Your assignment> The answer must be one number: how many lines in the records below contain the string "body".

Information given>
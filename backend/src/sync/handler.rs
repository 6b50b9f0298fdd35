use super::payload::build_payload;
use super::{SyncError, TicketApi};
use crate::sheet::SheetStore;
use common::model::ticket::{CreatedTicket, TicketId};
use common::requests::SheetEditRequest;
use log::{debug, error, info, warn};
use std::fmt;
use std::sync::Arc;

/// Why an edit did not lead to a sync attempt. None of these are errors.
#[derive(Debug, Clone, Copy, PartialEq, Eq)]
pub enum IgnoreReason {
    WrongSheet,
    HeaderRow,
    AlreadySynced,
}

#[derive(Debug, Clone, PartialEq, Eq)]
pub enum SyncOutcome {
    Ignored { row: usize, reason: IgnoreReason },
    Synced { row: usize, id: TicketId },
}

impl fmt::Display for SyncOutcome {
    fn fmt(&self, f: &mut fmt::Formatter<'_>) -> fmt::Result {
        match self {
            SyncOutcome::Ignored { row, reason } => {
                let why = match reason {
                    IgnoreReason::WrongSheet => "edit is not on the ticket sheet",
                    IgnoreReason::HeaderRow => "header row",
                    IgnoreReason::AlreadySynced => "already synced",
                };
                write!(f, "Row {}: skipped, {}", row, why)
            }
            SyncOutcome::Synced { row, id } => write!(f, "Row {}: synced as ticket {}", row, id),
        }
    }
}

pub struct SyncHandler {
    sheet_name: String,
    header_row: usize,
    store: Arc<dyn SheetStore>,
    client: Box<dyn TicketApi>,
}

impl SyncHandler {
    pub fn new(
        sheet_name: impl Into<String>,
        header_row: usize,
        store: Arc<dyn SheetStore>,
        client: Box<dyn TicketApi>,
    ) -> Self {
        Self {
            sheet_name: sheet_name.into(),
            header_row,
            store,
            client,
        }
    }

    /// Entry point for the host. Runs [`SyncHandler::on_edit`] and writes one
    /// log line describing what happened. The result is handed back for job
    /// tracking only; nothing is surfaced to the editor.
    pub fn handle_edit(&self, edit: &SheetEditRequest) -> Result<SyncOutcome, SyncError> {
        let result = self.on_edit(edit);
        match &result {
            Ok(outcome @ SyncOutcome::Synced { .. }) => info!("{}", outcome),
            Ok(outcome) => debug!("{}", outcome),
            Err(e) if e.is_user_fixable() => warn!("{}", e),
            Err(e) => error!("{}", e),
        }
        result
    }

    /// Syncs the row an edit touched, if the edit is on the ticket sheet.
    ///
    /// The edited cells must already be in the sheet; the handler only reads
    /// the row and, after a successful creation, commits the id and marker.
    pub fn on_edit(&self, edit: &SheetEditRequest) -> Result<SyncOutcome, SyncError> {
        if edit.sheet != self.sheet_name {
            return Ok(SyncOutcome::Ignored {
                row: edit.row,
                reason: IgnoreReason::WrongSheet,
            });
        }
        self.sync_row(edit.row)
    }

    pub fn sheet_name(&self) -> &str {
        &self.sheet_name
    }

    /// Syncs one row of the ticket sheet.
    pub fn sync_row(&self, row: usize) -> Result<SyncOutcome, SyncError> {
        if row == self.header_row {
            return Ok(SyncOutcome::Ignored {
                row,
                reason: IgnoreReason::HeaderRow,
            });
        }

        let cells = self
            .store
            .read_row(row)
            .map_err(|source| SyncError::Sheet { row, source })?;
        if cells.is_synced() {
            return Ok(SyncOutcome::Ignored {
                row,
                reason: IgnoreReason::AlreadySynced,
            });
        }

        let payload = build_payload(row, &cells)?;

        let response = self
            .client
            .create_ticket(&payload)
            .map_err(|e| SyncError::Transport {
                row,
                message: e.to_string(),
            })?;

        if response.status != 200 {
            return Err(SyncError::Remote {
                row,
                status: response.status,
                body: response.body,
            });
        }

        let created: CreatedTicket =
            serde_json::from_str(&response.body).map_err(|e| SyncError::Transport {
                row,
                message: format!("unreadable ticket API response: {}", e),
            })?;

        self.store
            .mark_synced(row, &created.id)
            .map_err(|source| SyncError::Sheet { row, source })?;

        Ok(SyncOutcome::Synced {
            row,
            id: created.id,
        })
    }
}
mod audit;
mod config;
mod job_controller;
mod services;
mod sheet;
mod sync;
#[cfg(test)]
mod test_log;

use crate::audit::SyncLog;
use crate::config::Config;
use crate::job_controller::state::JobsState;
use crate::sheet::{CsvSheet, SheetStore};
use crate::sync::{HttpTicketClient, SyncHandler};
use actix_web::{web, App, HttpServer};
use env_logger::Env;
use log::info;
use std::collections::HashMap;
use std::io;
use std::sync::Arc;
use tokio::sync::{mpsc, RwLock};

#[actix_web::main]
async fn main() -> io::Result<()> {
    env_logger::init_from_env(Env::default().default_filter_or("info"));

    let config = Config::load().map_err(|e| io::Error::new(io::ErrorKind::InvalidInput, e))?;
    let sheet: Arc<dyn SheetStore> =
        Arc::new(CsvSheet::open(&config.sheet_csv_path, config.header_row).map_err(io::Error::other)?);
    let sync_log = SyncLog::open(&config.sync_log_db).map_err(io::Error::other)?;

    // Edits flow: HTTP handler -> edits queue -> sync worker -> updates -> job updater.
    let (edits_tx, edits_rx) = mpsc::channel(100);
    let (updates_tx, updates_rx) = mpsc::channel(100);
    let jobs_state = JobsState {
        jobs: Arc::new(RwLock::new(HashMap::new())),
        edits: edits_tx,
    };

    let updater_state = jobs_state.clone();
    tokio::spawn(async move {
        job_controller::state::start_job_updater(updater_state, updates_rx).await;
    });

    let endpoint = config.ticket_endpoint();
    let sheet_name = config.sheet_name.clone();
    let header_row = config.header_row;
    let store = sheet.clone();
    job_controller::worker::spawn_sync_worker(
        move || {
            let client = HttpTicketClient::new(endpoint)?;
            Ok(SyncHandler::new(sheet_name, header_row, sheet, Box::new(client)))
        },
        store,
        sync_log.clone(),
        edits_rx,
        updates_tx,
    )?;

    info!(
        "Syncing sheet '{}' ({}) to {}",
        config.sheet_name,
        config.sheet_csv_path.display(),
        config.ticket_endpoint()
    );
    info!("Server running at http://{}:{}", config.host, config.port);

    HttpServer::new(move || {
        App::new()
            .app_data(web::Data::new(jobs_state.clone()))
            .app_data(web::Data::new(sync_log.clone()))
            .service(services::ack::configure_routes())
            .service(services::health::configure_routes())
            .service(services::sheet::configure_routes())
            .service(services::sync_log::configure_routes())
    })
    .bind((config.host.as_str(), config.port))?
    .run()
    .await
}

Task response> 2